Alimentei-me em si nesses anos loucos, cresci porque me
deu de beber o precioso néctar da sua clarividência, e continuo nesta
existência difícil, empedernido e fidelíssimo, na espectativa diária das suas
crónicas e dos seus livros de grande e merecido sucesso.
Não lhe terem dado ainda um prémio dos bons, é injusto,
já que o Olimpo tem um pedestal para si, ainda não ocupado, pela falta do tal
prémio da agremiação.
Nesta ansia diária de absorver a sua sapiência, digeri a
sua crónica de hoje no jornal “Público” com o título: “Escolher Israel”.
Confesso que me custou, o que eventualmente tem desculpa
por a minha “iluminação” não ir além da ténue luz de uma vela.
Li, sublinhei com lápis , reli, mas não sei se percebi as
suas doutas palavras, e aquela coisa estilística – cujo nome técnico desconheço
– de embrulhar uma ou duas (palavras), e repeti-las com volteios, numa poesia
de mago hipnótico (ou tômbola de feira).
Ando ultimamente tão habituado às suas excelsas
experiências com as bolas de berlim, os cozidos à portuguesa, o pão do zé e o
do antónio, na companhia da sua Maria João ( que da forma que a nomeia, parece
ser também nossa conhecida), que fiquei desconcertado com este seu texto, sem dúvida, e uma vez
mais, uma influência ideológica irrepreensível para as pessoas da minha
geração.
Vamos então ao
texto – e desculpe-me, mas quando entender, corrija-me, dê-me luz,
ensine-me, vocé que é (não me canso) o grande pedagogo de uma certa Lisboa dos
anos noventa.
Para comodidade vou enumerar excertos e pedir o seu
sapientíssimo esclarecimento, e se depois da sua resposta, ainda tiver dúvidas,
peço-lhe desde já autorização, para insistir no que ficou por entender. Tudo
isto, claro, se os seus trabalhos de explorador de fenómenos insólitos no
concelho de Sintra – qual formiguinha laboriosa - lhe derem folga para uma
resposta:
1.”Israel está cada
vez mais sozinha. É fisicamente atacada pelo Hamas mas é internacionalmente
atacada por defender-se. Sim, os foguetes israelitas são mais poderosos e
mortíferos do que os do Hamas. Mas se fosse ao contrário acham que o Hamas não
usaria os foguetes mais assassinos para atacar Israel?”

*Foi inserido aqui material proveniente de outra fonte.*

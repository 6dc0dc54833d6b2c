//! JBrowse 2 configuration synthesizer
//!
//! Typed view of `config.json` with idempotent upserts for assemblies and
//! tracks, path normalization, plugin declaration, and a scoped
//! load-mutate-save wrapper that never leaves a half-written document.

pub mod document;
pub mod file;
pub mod paths;

pub use document::{
    annotation_track_id, synteny_track_id, Adapter, Assembly, BrowserConfig, IndexLocation, Location, Plugin,
    ReferenceSequence, Track,
};
pub use file::ConfigFile;
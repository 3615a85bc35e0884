pub mod similarity;
pub mod text;
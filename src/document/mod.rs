pub mod source;
pub mod text;
pub mod types;

pub use source::{DocumentSource, EditSink};
pub use text::{language_for_path, TextDocument, MARKDOWN_LANGUAGE_ID};
pub use types::{Indentation, Position, Range, TextEdit, TocRange};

Sem dúvida, mas como não é assim, o que temos a dizer da
desproporcionalidade dos mortos e feridos? E das crianças? O facto do Hamas não
ter a qualidade assassina dos mísseis de Israel, desculpa a qualidade mortífera
e assassina dos mísseis de Israel? (há estas palavras e floreados que nos
enleiam, como se fosse uma dança do ventre!)
2.”Por cada cem
israelitas que querem um estado da Palestina quantos palestinianos (que também
podem ser palestinos) querem Israel ao lado da Palestina? Um. Só os mais
inteligentes e humanistas. Felizmente ainda são bastantes. Mas não são do Hamas.”

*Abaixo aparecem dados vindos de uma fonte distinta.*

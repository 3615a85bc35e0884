use serde::{Deserialize, Serialize};

use crate::config::defaults;
use crate::config::validation;
use crate::document::Indentation;
use crate::utils::error::BoxResult;

/// Numbering style of ordered lists
#[derive(Debug, Clone, Copy, PartialEq, Eq, Serialize, Deserialize)]
#[serde(rename_all = "lowercase")]
pub enum OrderedListMarker {
    /// 1. 2. 3.
    Ordered,
    /// 1. 1. 1.
    One,
}

/// How one level of list nesting is indented
#[derive(Debug, Clone, Copy, PartialEq, Eq, Serialize, Deserialize)]
#[serde(rename_all = "lowercase")]
pub enum IndentationMode {
    /// Width of the list marker plus one space
    Adaptive,
    /// Editor indentation (tab or `tab_size` spaces)
    Inherit,
}

/// `[toc]` section of the settings file
#[derive(Debug, Clone, PartialEq, Serialize, Deserialize)]
pub struct TocSettings {
    /// Heading depth range, `"<start>..<end>"`
    #[serde(default = "defaults::default_levels")]
    pub levels: String,

    #[serde(default = "defaults::default_ordered_list")]
    pub ordered_list: bool,

    #[serde(default = "defaults::default_unordered_list_marker")]
    pub unordered_list_marker: String,

    #[serde(default = "defaults::default_ordered_list_marker")]
    pub ordered_list_marker: OrderedListMarker,

    /// Render plain text entries instead of links
    #[serde(default = "defaults::default_plaintext")]
    pub plaintext: bool,

    #[serde(default = "defaults::default_update_on_save")]
    pub update_on_save: bool,

    #[serde(default = "defaults::default_indentation")]
    pub indentation: IndentationMode,
}

impl Default for TocSettings {
    fn default() -> Self {
        Self {
            levels: defaults::default_levels(),
            ordered_list: defaults::default_ordered_list(),
            unordered_list_marker: defaults::default_unordered_list_marker(),
            ordered_list_marker: defaults::default_ordered_list_marker(),
            plaintext: defaults::default_plaintext(),
            update_on_save: defaults::default_update_on_save(),
            indentation: defaults::default_indentation(),
        }
    }
}

/// `[editor]` section of the settings file
#[derive(Debug, Clone, PartialEq, Serialize, Deserialize)]
pub struct EditorSettings {
    #[serde(default = "defaults::default_tab_size")]
    pub tab_size: usize,

    #[serde(default = "defaults::default_insert_spaces")]
    pub insert_spaces: bool,

    /// File extensions treated as markdown documents
    #[serde(default = "defaults::default_markdown_extensions")]
    pub markdown_extensions: Vec<String>,
}

impl Default for EditorSettings {
    fn default() -> Self {
        Self {
            tab_size: defaults::default_tab_size(),
            insert_spaces: defaults::default_insert_spaces(),
            markdown_extensions: defaults::default_markdown_extensions(),
        }
    }
}

impl EditorSettings {
    /// Indentation preference reported by documents opened with these settings
    pub fn indentation(&self) -> Indentation {
        if self.insert_spaces {
            Indentation::Spaces(self.tab_size)
        } else {
            Indentation::Tabs
        }
    }
}

/// Settings file contents
#[derive(Debug, Clone, Default, PartialEq, Serialize, Deserialize)]
pub struct Settings {
    #[serde(default)]
    pub toc: TocSettings,

    #[serde(default)]
    pub editor: EditorSettings,
}

/// Immutable TOC configuration, rebuilt from settings for every top-level operation
#[derive(Debug, Clone, PartialEq, Eq)]
pub struct TocConfig {
    pub start_depth: usize,
    pub end_depth: usize,
    /// Bullet used for unordered lists
    pub list_marker: String,
    pub ordered_list: bool,
    pub update_on_save: bool,
    pub plaintext: bool,
    pub ordered_list_marker_is_one: bool,
    pub adaptive_indentation: bool,
}

impl Default for TocConfig {
    fn default() -> Self {
        Self {
            start_depth: 1,
            end_depth: 6,
            list_marker: defaults::default_unordered_list_marker(),
            ordered_list: false,
            update_on_save: true,
            plaintext: false,
            ordered_list_marker_is_one: false,
            adaptive_indentation: true,
        }
    }
}

impl TocConfig {
    /// Validate settings and convert them into a configuration value
    pub fn from_settings(settings: &Settings) -> BoxResult<Self> {
        validation::validate_settings(settings)?;
        let (start_depth, end_depth) = validation::parse_depth_range(&settings.toc.levels)?;
        let toc = &settings.toc;

        Ok(Self {
            start_depth,
            end_depth,
            list_marker: toc.unordered_list_marker.clone(),
            ordered_list: toc.ordered_list,
            update_on_save: toc.update_on_save,
            plaintext: toc.plaintext,
            ordered_list_marker_is_one: toc.ordered_list_marker == OrderedListMarker::One,
            adaptive_indentation: toc.indentation == IndentationMode::Adaptive,
        })
    }
}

Mas afinal é só um, ou bastantes? São só os inteligentes
e humanistas? Não há de outras profissões? E pode-nos apresentar esse só um –
que são bastantes - que conhece?
3.Ӄ preciso
escolher Israel – tanto pela causa de Israel como pela nossa.”

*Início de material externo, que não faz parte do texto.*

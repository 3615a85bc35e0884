mod anchor;
mod detector;
mod generator;
mod parser;
mod patch;

pub use detector::detect_toc_blocks;
pub use generator::generate_toc;
pub use parser::build_toc;
pub use patch::{compute_patch, TocPatch};
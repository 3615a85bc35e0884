use crate::cli::commands::{open_document, CommandContext};
use crate::cli::types::Commands;
use crate::document::DocumentSource;
use crate::markdown::{build_toc, HeadingEntry};
use crate::utils::error::BoxResult;

/// Handle the headings command
pub fn handle_headings_command(command: &Commands, context: &CommandContext) -> BoxResult<i32> {
    if let Commands::Headings { file, json } = command {
        let (settings, _) = context.load()?;
        let doc = open_document(file, &settings)?;
        let headings = build_toc(doc.text());
        println!("{}", render_headings(&headings, *json)?);
    }

    Ok(0)
}

fn render_headings(headings: &[HeadingEntry], json: bool) -> BoxResult<String> {
    if json {
        return Ok(serde_json::to_string_pretty(headings)?);
    }

    Ok(headings
        .iter()
        .map(|heading| format!("{} {}", "#".repeat(heading.level), heading.text))
        .collect::<Vec<_>>()
        .join("\n"))
}
mod controller;
mod lens;

pub use controller::{compute_update_edits, create_toc, is_markdown, on_will_save, update_toc};
pub use lens::{toc_lenses, TocLens};
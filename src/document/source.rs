use crate::document::types::{Indentation, Position, Range, TextEdit};
use crate::markdown::types::LineEnding;
use crate::utils::error::BoxResult;

/// Read access to a document, as provided by the host editor
pub trait DocumentSource {
    /// Full document text
    fn text(&self) -> &str;

    /// Kind of document, e.g. `markdown`
    fn language_id(&self) -> &str;

    fn line_count(&self) -> usize;

    /// Text of a line without its terminator
    fn line_at(&self, line: usize) -> Option<&str>;

    /// Convert a byte offset into a position, clamped to the document
    fn position_at(&self, offset: usize) -> Position;

    /// Convert a position into a byte offset, clamped to the document
    fn offset_at(&self, position: Position) -> usize;

    fn line_ending(&self) -> LineEnding;

    fn indentation(&self) -> Indentation;

    /// Text covered by a range
    fn text_in(&self, range: Range) -> &str {
        let start = self.offset_at(range.start);
        let end = self.offset_at(range.end).max(start);
        self.text().get(start..end).unwrap_or("")
    }
}

/// Write access to a document.
///
/// A batch is applied as a unit: either every edit lands or the document is
/// left untouched and an error is returned.
pub trait EditSink {
    fn apply_edits(&mut self, edits: Vec<TextEdit>) -> BoxResult<()>;
}
pub mod toc;
pub mod types;
pub mod utils;

pub use toc::build_toc;
pub use types::HeadingEntry;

Esta agora é que me desarma completamente! Diga-me lá,
amigo Esteves, doutor e mentor, qual é a nossa causa? Como é que ao escolher
Israel, eu resolvo a coisa miserável e aviltante que vivo no meu dia-a-dia,
quando acordo - e não em Almoçageme - e com cinquenta e quatro anos, ando a fazer figura de idiota a tentar
explicar aos meus filhos – que não têm
culpa nenhuma – que o mentecapto do pai não arranja trabalho para lhes garantir
uma vida digna? E a escolher, porque haveria de escolher solidariedade com um
povo que se acha a única tribo escolhida? Para isso, escolho os tibetanos, que
estão sempre a sorrir e são muito menos letais!
4. “O resto é
cobardia, aldrabice, desprezo e estupidez”.
Doutíssimo,
Excelentíssimo, “nec-ultra-plus-íssimo” Cardoso, quanta raiva nessas palavras!
É o meu amigo, ou foi – que o saiba – circuncisado? É que se o for, isso
explica o seu horror ao poder bélico dos palestinos, que andam a matar judeus
que nem tordos. A sua circuncisão desculpa tudo.
Cá aguardo notícias da sua terra, impacientemente, após
se ter banhado nas purificadoras e salinas águas da piscina da praia grande,
refeito e lúcido, como sempre.
Um abraço fraterno do seu fã número um.
*Carta a Miguel Esteves Cardoso
enviada ao Jornal Público, com pedido ao direito de resposta, sobre o
Artigo por ele publicado com o Título: "Escolher Israel"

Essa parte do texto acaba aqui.